- Activity: Given the entries below, please return each one exactly.

- Data shown:
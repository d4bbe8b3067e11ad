use serde::{Deserialize, Serialize};

use super::observation::{StarBucket, StarValue};
use crate::api::ContractId;

/// A Medicare Advantage contract for one rating year.
#[derive(Debug, Clone, PartialEq, Serialize, Deserialize)]
pub struct Contract {
    pub contract_id: ContractId,
    #[serde(default)]
    pub contract_name: Option<String>,
    #[serde(default)]
    pub parent_organization: Option<String>,
    pub year: i32,
}

impl Contract {
    /// Case-insensitive, whitespace-tolerant organization match.
    pub fn belongs_to(&self, organization: &str) -> bool {
        let wanted = organization.trim();
        self.parent_organization
            .as_deref()
            .map(|org| org.trim().eq_ignore_ascii_case(wanted))
            .unwrap_or(false)
    }
}

/// Plan-level enrollment row.
#[derive(Debug, Clone, PartialEq, Serialize, Deserialize)]
pub struct PlanEnrollment {
    pub contract_id: ContractId,
    pub plan_id: String,
    pub year: i32,
    #[serde(default)]
    pub enrollment: Option<u64>,
}

/// Official overall star rating for a contract/year.
#[derive(Debug, Clone, PartialEq, Serialize, Deserialize)]
pub struct OverallRating {
    pub contract_id: ContractId,
    pub year: i32,
    #[serde(default)]
    pub overall_rating: Option<StarValue>,
}

impl OverallRating {
    /// Rated means the overall rating parses to a value that rounds into a
    /// star bucket, the same rule measure stars follow. The unrounded value is
    /// returned.
    pub fn rating(&self) -> Option<f64> {
        self.overall_rating
            .as_ref()
            .and_then(StarValue::as_f64)
            .filter(|r| StarBucket::from_rating(*r).is_some())
    }

    pub fn is_rated(&self) -> bool {
        self.rating().is_some()
    }
}
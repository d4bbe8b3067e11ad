//! Repository implementations module.
//!
//! - `local`: In-memory implementation for unit testing, local development and
//!   serving a JSON dataset file
pub mod local;

pub use local::LocalRepository;
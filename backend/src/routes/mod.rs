pub mod compare;
pub mod cut_points;
pub mod landing;
pub mod reward_factor;
pub mod risk;
pub mod trends;
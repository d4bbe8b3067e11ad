use serde::{Deserialize, Serialize};

use crate::api::{ContractId, MeasureCode};

/// Rounded star rating in the closed range 1..=5.
#[derive(Debug, Copy, Clone, PartialEq, Eq, PartialOrd, Ord, Hash, Serialize, Deserialize)]
#[serde(try_from = "u8", into = "u8")]
pub struct StarBucket(u8);

impl StarBucket {
    pub const MIN: u8 = 1;
    pub const MAX: u8 = 5;

    /// All buckets in ascending order.
    pub fn all() -> impl Iterator<Item = StarBucket> {
        (Self::MIN..=Self::MAX).map(StarBucket)
    }

    pub fn new(value: u8) -> Option<Self> {
        (Self::MIN..=Self::MAX)
            .contains(&value)
            .then_some(StarBucket(value))
    }

    /// Round a raw rating half-up to the nearest integer bucket.
    ///
    /// Values that round outside 1..=5 are rejected, not clamped.
    pub fn from_rating(rating: f64) -> Option<Self> {
        if !rating.is_finite() {
            return None;
        }
        let rounded = (rating + 0.5).floor();
        if rounded < Self::MIN as f64 || rounded > Self::MAX as f64 {
            return None;
        }
        Some(StarBucket(rounded as u8))
    }

    pub fn value(&self) -> u8 {
        self.0
    }

    pub fn as_f64(&self) -> f64 {
        self.0 as f64
    }

    /// Zero-based position, handy for fixed `[_; 5]` histograms.
    pub fn index(&self) -> usize {
        (self.0 - Self::MIN) as usize
    }

    /// The bucket one tier up, `None` at the top.
    pub fn next(&self) -> Option<Self> {
        Self::new(self.0 + 1)
    }

    pub fn is_high_star(&self) -> bool {
        self.0 >= 4
    }
}

impl TryFrom<u8> for StarBucket {
    type Error = String;

    fn try_from(value: u8) -> Result<Self, Self::Error> {
        StarBucket::new(value).ok_or_else(|| format!("Star bucket out of range: {}", value))
    }
}

impl From<StarBucket> for u8 {
    fn from(bucket: StarBucket) -> Self {
        bucket.0
    }
}

impl std::fmt::Display for StarBucket {
    fn fmt(&self, f: &mut std::fmt::Formatter<'_>) -> std::fmt::Result {
        write!(f, "{}", self.0)
    }
}

/// A star rating as delivered by the source: either numeric or free text.
#[derive(Debug, Clone, PartialEq, Serialize, Deserialize)]
#[serde(untagged)]
pub enum StarValue {
    Number(f64),
    Text(String),
}

impl StarValue {
    /// Numeric value, parsing text the way `parseFloat` does.
    pub fn as_f64(&self) -> Option<f64> {
        let value = match self {
            StarValue::Number(n) => Some(*n),
            StarValue::Text(s) => parse_float_prefix(s),
        };
        value.filter(|v| v.is_finite())
    }

    pub fn bucket(&self) -> Option<StarBucket> {
        self.as_f64().and_then(StarBucket::from_rating)
    }
}

impl From<f64> for StarValue {
    fn from(value: f64) -> Self {
        StarValue::Number(value)
    }
}

impl From<&str> for StarValue {
    fn from(value: &str) -> Self {
        StarValue::Text(value.to_string())
    }
}

/// Parse the longest leading decimal literal, skipping leading whitespace.
///
/// `"4 stars"` parses as `4.0`; `"Plan too new"` yields `None`.
pub fn parse_float_prefix(text: &str) -> Option<f64> {
    let s = text.trim_start();
    let bytes = s.as_bytes();
    let mut end = 0;

    if end < bytes.len() && (bytes[end] == b'+' || bytes[end] == b'-') {
        end += 1;
    }

    let int_start = end;
    while end < bytes.len() && bytes[end].is_ascii_digit() {
        end += 1;
    }
    let mut mantissa_digits = end - int_start;

    if end < bytes.len() && bytes[end] == b'.' {
        let frac_start = end + 1;
        let mut frac_end = frac_start;
        while frac_end < bytes.len() && bytes[frac_end].is_ascii_digit() {
            frac_end += 1;
        }
        mantissa_digits += frac_end - frac_start;
        if mantissa_digits > 0 {
            end = frac_end;
        }
    }

    if mantissa_digits == 0 {
        return None;
    }

    // Exponent only counts when at least one digit follows it.
    if end < bytes.len() && (bytes[end] == b'e' || bytes[end] == b'E') {
        let mut exp_end = end + 1;
        if exp_end < bytes.len() && (bytes[exp_end] == b'+' || bytes[exp_end] == b'-') {
            exp_end += 1;
        }
        let digits_start = exp_end;
        while exp_end < bytes.len() && bytes[exp_end].is_ascii_digit() {
            exp_end += 1;
        }
        if exp_end > digits_start {
            end = exp_end;
        }
    }

    s[..end].parse::<f64>().ok()
}

/// One (contract, measure, year) observation.
#[derive(Debug, Clone, PartialEq, Serialize, Deserialize)]
pub struct MetricObservation {
    pub contract_id: ContractId,
    pub measure_code: MeasureCode,
    #[serde(default)]
    pub star_rating: Option<StarValue>,
    #[serde(default)]
    pub rate_percent: Option<f64>,
    pub year: i32,
}

impl MetricObservation {
    pub fn new(
        contract_id: impl Into<ContractId>,
        measure_code: impl Into<MeasureCode>,
        star_rating: Option<StarValue>,
        rate_percent: Option<f64>,
        year: i32,
    ) -> Self {
        Self {
            contract_id: contract_id.into(),
            measure_code: measure_code.into(),
            star_rating,
            rate_percent,
            year,
        }
    }

    pub fn star_bucket(&self) -> Option<StarBucket> {
        self.star_rating.as_ref().and_then(StarValue::bucket)
    }

    /// Rate percent when present and finite.
    pub fn score(&self) -> Option<f64> {
        self.rate_percent.filter(|v| v.is_finite())
    }

    /// Usable when at least one of star bucket or score is valid.
    pub fn is_usable(&self) -> bool {
        self.star_bucket().is_some() || self.score().is_some()
    }
}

- Written solution:
repository d4bbe8b3067e11ad
use serde::{Deserialize, Serialize};

use super::observation::{StarBucket, StarValue};
use crate::api::ContractId;

/// A Medicare Advantage contract for one rating year.
#[derive(Debug, Clone, PartialEq, Serialize, Deserialize)]
pub struct Contract {
    pub contract_id: ContractId,
    #[serde(default)]
    pub contract_name: Option<String>,
    #[serde(default)]
    pub parent_organization: Option<String>,
    pub year: i32,
}

impl Contract {
    /// Case-insensitive, whitespace-tolerant organization match.
    pub fn belongs_to(&self, organization: &str) -> bool {
        let wanted = organization.trim();
        self.parent_organization
            .as_deref()
            .map(|org| org.trim().eq_ignore_ascii_case(wanted))
            .unwrap_or(false)
    }
}

/// Plan-level enrollment row.
#[derive(Debug, Clone, PartialEq, Serialize, Deserialize)]
pub struct PlanEnrollment {
    pub contract_id: ContractId,
    pub plan_id: String,
    pub year: i32,
    #[serde(default)]
    pub enrollment: Option<u64>,
}

/// Official overall star rating for a contract/year.
#[derive(Debug, Clone, PartialEq, Serialize, Deserialize)]
pub struct OverallRating {
    pub contract_id: ContractId,
    pub year: i32,
    #[serde(default)]
    pub overall_rating: Option<StarValue>,
}

impl OverallRating {
    /// Rated means the overall rating parses to a value that rounds into a
    /// star bucket, the same rule measure stars follow. The unrounded value is
    /// returned.
    pub fn rating(&self) -> Option<f64> {
        self.overall_rating
            .as_ref()
            .and_then(StarValue::as_f64)
            .filter(|r| StarBucket::from_rating(*r).is_some())
    }

    pub fn is_rated(&self) -> bool {
        self.rating().is_some()
    }
}
repository d4bbe8b3067e11ad
//! Repository implementations module.
//!
//! - `local`: In-memory implementation for unit testing, local development and
//!   serving a JSON dataset file
pub mod local;

pub use local::LocalRepository;
filename backend/src/routes/mod.rs
pub mod compare;
pub mod cut_points;
pub mod landing;
pub mod reward_factor;
pub mod risk;
pub mod trends;
repository d4bbe8b3067e11ad
use serde::{Deserialize, Serialize};

use crate::api::{ContractId, MeasureCode};

/// Rounded star rating in the closed range 1..=5.
#[derive(Debug, Copy, Clone, PartialEq, Eq, PartialOrd, Ord, Hash, Serialize, Deserialize)]
#[serde(try_from = "u8", into = "u8")]
pub struct StarBucket(u8);

impl StarBucket {
    pub const MIN: u8 = 1;
    pub const MAX: u8 = 5;

    /// All buckets in ascending order.
    pub fn all() -> impl Iterator<Item = StarBucket> {
        (Self::MIN..=Self::MAX).map(StarBucket)
    }

    pub fn new(value: u8) -> Option<Self> {
        (Self::MIN..=Self::MAX)
            .contains(&value)
            .then_some(StarBucket(value))
    }

    /// Round a raw rating half-up to the nearest integer bucket.
    ///
    /// Values that round outside 1..=5 are rejected, not clamped.
    pub fn from_rating(rating: f64) -> Option<Self> {
        if !rating.is_finite() {
            return None;
        }
        let rounded = (rating + 0.5).floor();
        if rounded < Self::MIN as f64 || rounded > Self::MAX as f64 {
            return None;
        }
        Some(StarBucket(rounded as u8))
    }

    pub fn value(&self) -> u8 {
        self.0
    }

    pub fn as_f64(&self) -> f64 {
        self.0 as f64
    }

    /// Zero-based position, handy for fixed `[_; 5]` histograms.
    pub fn index(&self) -> usize {
        (self.0 - Self::MIN) as usize
    }

    /// The bucket one tier up, `None` at the top.
    pub fn next(&self) -> Option<Self> {
        Self::new(self.0 + 1)
    }

    pub fn is_high_star(&self) -> bool {
        self.0 >= 4
    }
}

impl TryFrom<u8> for StarBucket {
    type Error = String;

    fn try_from(value: u8) -> Result<Self, Self::Error> {
        StarBucket::new(value).ok_or_else(|| format!("Star bucket out of range: {}", value))
    }
}

impl From<StarBucket> for u8 {
    fn from(bucket: StarBucket) -> Self {
        bucket.0
    }
}

impl std::fmt::Display for StarBucket {
    fn fmt(&self, f: &mut std::fmt::Formatter<'_>) -> std::fmt::Result {
        write!(f, "{}", self.0)
    }
}

/// A star rating as delivered by the source: either numeric or free text.
#[derive(Debug, Clone, PartialEq, Serialize, Deserialize)]
#[serde(untagged)]
pub enum StarValue {
    Number(f64),
    Text(String),
}

impl StarValue {
    /// Numeric value, parsing text the way `parseFloat` does.
    pub fn as_f64(&self) -> Option<f64> {
        let value = match self {
            StarValue::Number(n) => Some(*n),
            StarValue::Text(s) => parse_float_prefix(s),
        };
        value.filter(|v| v.is_finite())
    }

    pub fn bucket(&self) -> Option<StarBucket> {
        self.as_f64().and_then(StarBucket::from_rating)
    }
}

impl From<f64> for StarValue {
    fn from(value: f64) -> Self {
        StarValue::Number(value)
    }
}

impl From<&str> for StarValue {
    fn from(value: &str) -> Self {
        StarValue::Text(value.to_string())
    }
}

/// Parse the longest leading decimal literal, skipping leading whitespace.
///
/// `"4 stars"` parses as `4.0`; `"Plan too new"` yields `None`.
pub fn parse_float_prefix(text: &str) -> Option<f64> {
    let s = text.trim_start();
    let bytes = s.as_bytes();
    let mut end = 0;

    if end < bytes.len() && (bytes[end] == b'+' || bytes[end] == b'-') {
        end += 1;
    }

    let int_start = end;
    while end < bytes.len() && bytes[end].is_ascii_digit() {
        end += 1;
    }
    let mut mantissa_digits = end - int_start;

    if end < bytes.len() && bytes[end] == b'.' {
        let frac_start = end + 1;
        let mut frac_end = frac_start;
        while frac_end < bytes.len() && bytes[frac_end].is_ascii_digit() {
            frac_end += 1;
        }
        mantissa_digits += frac_end - frac_start;
        if mantissa_digits > 0 {
            end = frac_end;
        }
    }

    if mantissa_digits == 0 {
        return None;
    }

    // Exponent only counts when at least one digit follows it.
    if end < bytes.len() && (bytes[end] == b'e' || bytes[end] == b'E') {
        let mut exp_end = end + 1;
        if exp_end < bytes.len() && (bytes[exp_end] == b'+' || bytes[exp_end] == b'-') {
            exp_end += 1;
        }
        let digits_start = exp_end;
        while exp_end < bytes.len() && bytes[exp_end].is_ascii_digit() {
            exp_end += 1;
        }
        if exp_end > digits_start {
            end = exp_end;
        }
    }

    s[..end].parse::<f64>().ok()
}

/// One (contract, measure, year) observation.
#[derive(Debug, Clone, PartialEq, Serialize, Deserialize)]
pub struct MetricObservation {
    pub contract_id: ContractId,
    pub measure_code: MeasureCode,
    #[serde(default)]
    pub star_rating: Option<StarValue>,
    #[serde(default)]
    pub rate_percent: Option<f64>,
    pub year: i32,
}

impl MetricObservation {
    pub fn new(
        contract_id: impl Into<ContractId>,
        measure_code: impl Into<MeasureCode>,
        star_rating: Option<StarValue>,
        rate_percent: Option<f64>,
        year: i32,
    ) -> Self {
        Self {
            contract_id: contract_id.into(),
            measure_code: measure_code.into(),
            star_rating,
            rate_percent,
            year,
        }
    }

    pub fn star_bucket(&self) -> Option<StarBucket> {
        self.star_rating.as_ref().and_then(StarValue::bucket)
    }

    /// Rate percent when present and finite.
    pub fn score(&self) -> Option<f64> {
        self.rate_percent.filter(|v| v.is_finite())
    }

    /// Usable when at least one of star bucket or score is valid.
    pub fn is_usable(&self) -> bool {
        self.star_bucket().is_some() || self.score().is_some()
    }
}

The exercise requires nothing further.